____ Source information

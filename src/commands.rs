//! User actions that change the catalog.
//!
//! Each handler mutates [`CatalogState`], persists what changed, and returns a
//! [`Refresh`] naming the surfaces the caller must rebuild.

use thiserror::Error;
use tracing::{debug, info, warn};

use crate::constants::constants;
use crate::model::{ALL_CATEGORY_ID, Category, Video, derive_category_id, new_video_id, now_millis, palette_color};
use crate::render::Refresh;
use crate::state::CatalogState;
use crate::storage::Storage;

/// Why a new collection was refused.
#[derive(Debug, Clone, PartialEq, Eq, Error)]
pub enum CategoryError {
  #[error("A collection name needs at least one letter or digit.")]
  EmptyName,
  #[error("A collection with that name already exists.")]
  Duplicate { id: String },
}

/// Raw values from the add-video form.
#[derive(Debug, Clone, Default, PartialEq, Eq)]
pub struct VideoDraft {
  pub title: String,
  pub url: String,
  pub notes: String,
  pub category_id: String,
  pub accent: String,
}

pub struct Catalog {
  pub state: CatalogState,
  storage: Storage,
  /// Last persistence failure, surfaced in the status line.
  pub save_error: Option<String>,
}

impl Catalog {
  /// Load both collections and start with no filter or selection.
  pub fn open(mut storage: Storage) -> Self {
    let (videos, categories) = storage.load();
    info!(videos = videos.len(), categories = categories.len(), "catalog loaded");
    Self { state: CatalogState::new(videos, categories), storage, save_error: None }
  }

  pub fn add_category(&mut self, name: &str) -> Result<Category, CategoryError> {
    let id = derive_category_id(name);
    if id.is_empty() {
      return Err(CategoryError::EmptyName);
    }
    if self.state.category(&id).is_some() {
      debug!(id = %id, "category rejected: duplicate");
      return Err(CategoryError::Duplicate { id });
    }

    let category = Category { id, name: name.to_string(), color: palette_color(self.state.categories.len()) };
    info!(id = %category.id, color = %category.color, "category added");
    self.state.categories.push(category.clone());
    self.persist_categories();
    Ok(category)
  }

  /// Add a video from the form. Returns the new id, or None when a required
  /// field is blank (the submission is ignored).
  pub fn add_video(&mut self, draft: VideoDraft) -> Option<String> {
    let title = draft.title.trim();
    let url = draft.url.trim();
    let category_id = draft.category_id.trim();
    if title.is_empty() || url.is_empty() || category_id.is_empty() {
      debug!("video form incomplete, ignoring");
      return None;
    }

    let accent = draft.accent.trim();
    let video = Video {
      id: new_video_id(),
      title: title.to_string(),
      url: url.to_string(),
      notes: draft.notes.trim().to_string(),
      category_id: category_id.to_string(),
      accent: if accent.is_empty() { constants().default_accent.clone() } else { accent.to_string() },
      created_at: now_millis(),
    };
    let id = video.id.clone();
    info!(id = %id, category = %video.category_id, "video added");

    self.state.videos.insert(0, video);
    self.persist_videos();

    self.state.active_category_id = ALL_CATEGORY_ID.to_string();
    self.state.active_video_id = Some(id.clone());
    Some(id)
  }

  pub fn select_category(&mut self, id: &str) -> Refresh {
    self.state.active_category_id = id.to_string();
    Refresh::All
  }

  pub fn select_video(&mut self, id: &str) -> Refresh {
    self.state.active_video_id = Some(id.to_string());
    Refresh::All
  }

  pub fn set_search(&mut self, term: &str) -> Refresh {
    self.state.search_term = term.to_string();
    Refresh::VideoList
  }

  fn persist_videos(&mut self) {
    match self.storage.save_videos(&self.state.videos) {
      Ok(()) => self.save_error = None,
      Err(e) => {
        warn!(err = %e, "failed to save videos");
        self.save_error = Some(format!("Could not save videos: {:#}", e));
      }
    }
  }

  fn persist_categories(&mut self) {
    match self.storage.save_categories(&self.state.categories) {
      Ok(()) => self.save_error = None,
      Err(e) => {
        warn!(err = %e, "failed to save categories");
        self.save_error = Some(format!("Could not save collections: {:#}", e));
      }
    }
  }
}

#[cfg(test)]
mod tests {
  use super::*;
  use crate::render::{Preview, ViewerView, render_all};
  use crate::storage::{MemoryStore, RecordStore};
  use anyhow::{Result, anyhow};

  fn catalog() -> Catalog {
    Catalog::open(Storage::new(MemoryStore::new()))
  }

  fn draft(title: &str, url: &str, category_id: &str) -> VideoDraft {
    VideoDraft {
      title: title.to_string(),
      url: url.to_string(),
      notes: String::new(),
      category_id: category_id.to_string(),
      accent: "accent-pink".to_string(),
    }
  }

  /// A store whose writes always fail.
  struct ReadOnlyStore;

  impl RecordStore for ReadOnlyStore {
    fn read(&self, _key: &str) -> Result<Option<String>> {
      Ok(None)
    }

    fn write(&mut self, _key: &str, _value: &str) -> Result<()> {
      Err(anyhow!("disk full"))
    }
  }

  // --- add_category ---

  #[test]
  fn add_category_appends_with_next_palette_color() {
    let mut catalog = catalog();
    let cat = catalog.add_category("Game Night").unwrap();
    assert_eq!(cat.id, "game-night");
    assert_eq!(cat.name, "Game Night");
    assert_eq!(cat.color, "accent-emerald");
    assert_eq!(catalog.state.categories.last(), Some(&cat));
  }

  #[test]
  fn add_category_twice_is_rejected() {
    let mut catalog = catalog();
    catalog.add_category("Game Night").unwrap();
    let err = catalog.add_category("game   night!").unwrap_err();
    assert_eq!(err, CategoryError::Duplicate { id: "game-night".to_string() });
    assert_eq!(catalog.state.categories.len(), 4);
  }

  #[test]
  fn add_category_blank_is_rejected() {
    let mut catalog = catalog();
    assert_eq!(catalog.add_category("   "), Err(CategoryError::EmptyName));
    assert_eq!(catalog.state.categories.len(), 3);
  }

  #[test]
  fn add_category_persists() {
    let store = MemoryStore::new();
    let mut catalog = Catalog::open(Storage::new(store));
    catalog.add_category("Game Night").unwrap();
    let (_, categories) = catalog.storage.load();
    assert_eq!(categories.len(), 4);
  }

  // --- add_video ---

  #[test]
  fn add_video_prepends_and_selects() {
    let mut catalog = catalog();
    catalog.add_video(draft("First", "https://example.com/1", "work")).unwrap();
    catalog.state.active_category_id = "work".to_string();

    let id = catalog.add_video(draft("Trip", "https://youtu.be/abc123", "family")).unwrap();
    assert_eq!(catalog.state.videos[0].id, id);
    assert_eq!(catalog.state.videos.len(), 2);
    assert_eq!(catalog.state.active_category_id, "all");
    assert_eq!(catalog.state.active_video_id.as_deref(), Some(id.as_str()));

    let ViewerView::Selected(selected) = render_all(&catalog.state).viewer else { panic!("expected a selection") };
    let Preview::Embedded(embed) = &selected.preview else { panic!("expected an embed") };
    assert_eq!(embed.embed_url, "https://www.youtube.com/embed/abc123");
  }

  #[test]
  fn add_video_trims_fields() {
    let mut catalog = catalog();
    let mut d = draft("  Trip  ", " https://youtu.be/x ", "family");
    d.notes = "  beach day ".to_string();
    catalog.add_video(d).unwrap();
    let v = &catalog.state.videos[0];
    assert_eq!(v.title, "Trip");
    assert_eq!(v.url, "https://youtu.be/x");
    assert_eq!(v.notes, "beach day");
    assert_eq!(v.accent, "accent-pink");
  }

  #[test]
  fn add_video_blank_accent_uses_default() {
    let mut catalog = catalog();
    let mut d = draft("Trip", "u", "family");
    d.accent.clear();
    catalog.add_video(d).unwrap();
    assert_eq!(catalog.state.videos[0].accent, constants().default_accent);
  }

  #[test]
  fn incomplete_form_is_ignored() {
    let mut catalog = catalog();
    let before = catalog.state.clone();
    assert!(catalog.add_video(draft("", "https://youtu.be/x", "family")).is_none());
    assert!(catalog.add_video(draft("Trip", "   ", "family")).is_none());
    assert!(catalog.add_video(draft("Trip", "https://youtu.be/x", "")).is_none());
    assert_eq!(catalog.state, before);
  }

  #[test]
  fn add_video_persists_full_list() {
    let mut catalog = catalog();
    catalog.add_video(draft("A", "u1", "work")).unwrap();
    catalog.add_video(draft("B", "u2", "work")).unwrap();
    let (videos, _) = catalog.storage.load();
    assert_eq!(videos, catalog.state.videos);
  }

  #[test]
  fn save_failure_is_reported_not_fatal() {
    let mut catalog = Catalog::open(Storage::new(ReadOnlyStore));
    assert!(catalog.add_video(draft("A", "u1", "work")).is_some());
    assert_eq!(catalog.state.videos.len(), 1);
    assert!(catalog.save_error.as_deref().is_some_and(|e| e.contains("disk full")));
  }

  // --- selection and search ---

  #[test]
  fn selection_does_not_persist() {
    let mut catalog = catalog();
    let id = catalog.add_video(draft("A", "u1", "work")).unwrap();
    assert_eq!(catalog.select_category("work"), Refresh::All);
    assert_eq!(catalog.select_video(&id), Refresh::All);

    let saved = serde_json::to_string(&catalog.state.videos).unwrap();
    let reopened =
      Catalog::open(Storage::new(MemoryStore::new().with_record(&constants().videos_record, &saved)));
    assert_eq!(reopened.state.active_category_id, "all");
    assert!(reopened.state.active_video_id.is_none());
  }

  #[test]
  fn search_refreshes_only_the_list() {
    let mut catalog = catalog();
    catalog.add_video(draft("Trip", "u1", "family")).unwrap();
    catalog.add_video(draft("Meeting", "u2", "work")).unwrap();
    let counts_before = render_all(&catalog.state).categories;

    assert_eq!(catalog.set_search("trip"), Refresh::VideoList);
    let model = render_all(&catalog.state);
    assert_eq!(model.videos.rows.len(), 1);
    assert_eq!(model.videos.rows[0].title, "Trip");
    assert_eq!(model.categories, counts_before);
  }
}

________

■ Exercise
Report all lines in the records that include the string "Result".

■ Answer space
  pub fn add_category(&mut self, name: &str) -> Result<Category, CategoryError> {
  use anyhow::{Result, anyhow};
    fn read(&self, _key: &str) -> Result<Option<String>> {
    fn write(&mut self, _key: &str, _value: &str) -> Result<()> {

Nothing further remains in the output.